Faces of NPR: HBCU Edition Sommer Hill hide caption
Faces of NPR: HBCU Edition
Faces Of NPR showcases the people behind NPR–from the voices you hear every day on the radio to the ones who work outside of the recording studio. You’ll find out about what they do and what they’re inspired by on the daily. This month is special, we are featuring HBCU alum at NPR for Black History Month starting with Anaïs Laurent, Senior Marketing Manager.
The Basics:
Name: Anaïs Laurent
Instagram Handle: @Anais_Laurent
Job Title: Senior Marketing Manager
Anaïs Laurent, Senior Marketing Manager, Howard Alum NPR hide caption
Anaïs Laurent, Senior Marketing Manager, Howard Alum
You know, I’ve got to plug Howard in here. How did going to Howard/an HBCU prepare you for the real world and for NPR?

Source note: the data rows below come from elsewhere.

// Copyright (c) 2025 Soumyadip Sarkar.
// All rights reserved.
//
// This source code is licensed under the license found in the
// LICENSE file in the root directory of this source tree.

use chrono::NaiveDate;
use rusqlite::Connection;
use rust_decimal::Decimal;
use walletboard::calendar::Month;
use walletboard::commands::dashboard::{MethodBalance, method_balances, month_summary};
use walletboard::commands::expenses::{ExpenseForm, record_expense};
use walletboard::commands::income::{default_income_date, record_income};
use walletboard::db;
use walletboard::ledger::{Ledger, SqliteLedger};
use walletboard::models::PaymentMethod;

fn setup() -> Connection {
    let mut conn = Connection::open_in_memory().unwrap();
    db::init_schema(&mut conn).unwrap();
    conn
}

fn d(s: &str) -> NaiveDate {
    NaiveDate::parse_from_str(s, "%Y-%m-%d").unwrap()
}

fn dec(s: &str) -> Decimal {
    s.parse().unwrap()
}

fn march() -> Month {
    "2025-03".parse().unwrap()
}

fn expense(
    method: PaymentMethod,
    amount: &str,
    due: &str,
    installments: u32,
    fixed: bool,
    recurring: bool,
) -> ExpenseForm {
    ExpenseForm {
        method,
        description: format!("{} {}", method, amount),
        amount: dec(amount),
        category: None,
        purchase_date: d(due),
        due_date: d(due),
        installments,
        fixed,
        recurring,
    }
}

fn seed(ledger: &dyn Ledger) {
    record_income(ledger, "Salário", dec("5000"), d("2025-03-05")).unwrap();
    record_income(ledger, "Freela", dec("1000"), d("2025-03-31")).unwrap();
    record_income(ledger, "Fevereiro", dec("700"), d("2025-02-28")).unwrap();
    record_income(ledger, "Abril", dec("800"), d("2025-04-01")).unwrap();

    record_expense(ledger, &expense(PaymentMethod::Nubank, "300", "2025-03-05", 3, false, false))
        .unwrap();
    record_expense(ledger, &expense(PaymentMethod::Inter, "50", "2025-02-10", 1, true, true))
        .unwrap();
    record_expense(ledger, &expense(PaymentMethod::Pix, "20", "2025-03-31", 1, false, false))
        .unwrap();
    record_expense(ledger, &expense(PaymentMethod::Pix, "999", "2025-04-01", 1, false, false))
        .unwrap();
}

#[test]
fn summary_counts_installments_due_in_the_month() {
    let conn = setup();
    let ledger = SqliteLedger::new(&conn);
    seed(&ledger);

    let s = month_summary(&ledger, march()).unwrap();
    assert_eq!(s.income, dec("6000"));
    assert_eq!(s.expenses, dec("170"));
    assert_eq!(s.balance, dec("5830"));
}

#[test]
fn balances_cover_every_method() {
    let conn = setup();
    let ledger = SqliteLedger::new(&conn);
    seed(&ledger);

    let balances = method_balances(&ledger, march()).unwrap();
    assert_eq!(
        balances,
        vec![
            MethodBalance { method: PaymentMethod::Nubank, total: dec("100") },
            MethodBalance { method: PaymentMethod::Inter, total: dec("50") },
            MethodBalance { method: PaymentMethod::Pix, total: dec("20") },
        ]
    );
}

#[test]
fn empty_month_has_zero_everywhere() {
    let conn = setup();
    let ledger = SqliteLedger::new(&conn);
    seed(&ledger);

    let month: Month = "2024-12".parse().unwrap();
    let s = month_summary(&ledger, month).unwrap();
    assert_eq!(s.income, Decimal::ZERO);
    assert_eq!(s.expenses, Decimal::ZERO);
    assert!(method_balances(&ledger, month)
        .unwrap()
        .iter()
        .all(|b| b.total.is_zero()));
}

#[test]
fn recurring_fixed_expense_keeps_paying_later_months() {
    let conn = setup();
    let ledger = SqliteLedger::new(&conn);
    seed(&ledger);

    let jan: Month = "2026-01".parse().unwrap();
    let balances = method_balances(&ledger, jan).unwrap();
    assert_eq!(balances[1].total, dec("50"));
    let feb: Month = "2026-02".parse().unwrap();
    assert!(method_balances(&ledger, feb).unwrap()[1].total.is_zero());
}

#[test]
fn month_boundaries_are_inclusive() {
    let conn = setup();
    let ledger = SqliteLedger::new(&conn);
    seed(&ledger);

    let incomes = ledger.incomes(march().range()).unwrap();
    let dates: Vec<NaiveDate> = incomes.iter().map(|i| i.date).collect();
    assert!(dates.contains(&d("2025-03-31")));
    assert!(!dates.contains(&d("2025-02-28")));
    assert!(!dates.contains(&d("2025-04-01")));

    let pix = ledger
        .card_transactions(PaymentMethod::Pix, march().range())
        .unwrap();
    assert_eq!(pix.len(), 1);
    assert_eq!(pix[0].due_date, d("2025-03-31"));
}

#[test]
fn income_defaults_to_today_only_inside_selected_month() {
    assert_eq!(default_income_date(march(), d("2025-03-17")), d("2025-03-17"));
    assert_eq!(default_income_date(march(), d("2025-05-02")), d("2025-03-01"));
}

#[test]
fn income_rejects_blank_description_and_zero_amount() {
    let conn = setup();
    let ledger = SqliteLedger::new(&conn);
    assert!(record_income(&ledger, " ", dec("10"), d("2025-03-01")).is_err());
    assert!(record_income(&ledger, "Bônus", Decimal::ZERO, d("2025-03-01")).is_err());
    assert!(ledger.incomes(march().range()).unwrap().is_empty());
}

#[test]
fn deleting_income_removes_it_from_the_summary() {
    let conn = setup();
    let ledger = SqliteLedger::new(&conn);
    let income = record_income(&ledger, "Reembolso", dec("250.5"), d("2025-03-12")).unwrap();
    assert_eq!(month_summary(&ledger, march()).unwrap().income, dec("250.5"));
    ledger.delete_income(income.id).unwrap();
    assert_eq!(month_summary(&ledger, march()).unwrap().income, Decimal::ZERO);
}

It’s important to know who you are in order to know where you’re going. I try to tap into my ancestors to guide, inspire and motivate me, especially when I’m feeling down. At Howard, there is a hustle mentality coupled with Black excellence and Black diversity. Students come from all over the United States and the world, a total immersion in the concept of global citizenship. I think that experience has been so important to my work at NPR, because it helped me truly understand what diversity looks and feels like in this country and the world. It helped me navigate my identity as a first-generation person of color. So owning my identity and my cultural values informs everything I do. Howard instills this excellence in you, this sense of pride and honor, so that when you do walk into a room and you are the only person of color, yeah, it may be tough sometimes to represent, but it makes you remember like, “Yo, your ancestors have your back, you are a reflection of their struggles and aspirations.” So it’s a nice reminder to keep your head up high and own your voice at any given moment.
So when all that controversy was happening at Howard because of how they’ve treated the students, how did you feel about the legacy?
I can relate to it. You know, I experienced it. I graduated in 2014, and I would see the disparities when I’d go to my friend’s campuses that are predominantly white institutions (PWI). I would see their nice dorms and the resources that they were given, how easy it was for them to get a response from faculty or the financial office. So these problems have been a recurring theme for generations and it needs to change. It shouldn’t be a thing where it’s like, because you go to Howard, you know how to be resourceful and how to finesse because the system has been broken. So I definitely hear them. I’m with them. They are preparing the top talent at HBCUs so they need to be given the same resources, the same investments as a PWI if they really want to stay competitive. We have some issues we got to get real about.
Once we solve those issues, it’s going to be unbeatable because we produce such excellence but once we have the resources and capital too, it will be unmatched.
And to your point, the Bison network is crazy. We are everywhere, globally. Being a Bison means that you’re going to be solid and show up with excellence.
Which is why you pulled my resumé. So shout out to you.
As an Afro-Latina, do you feel like you have a place at NPR and that there’s room for you?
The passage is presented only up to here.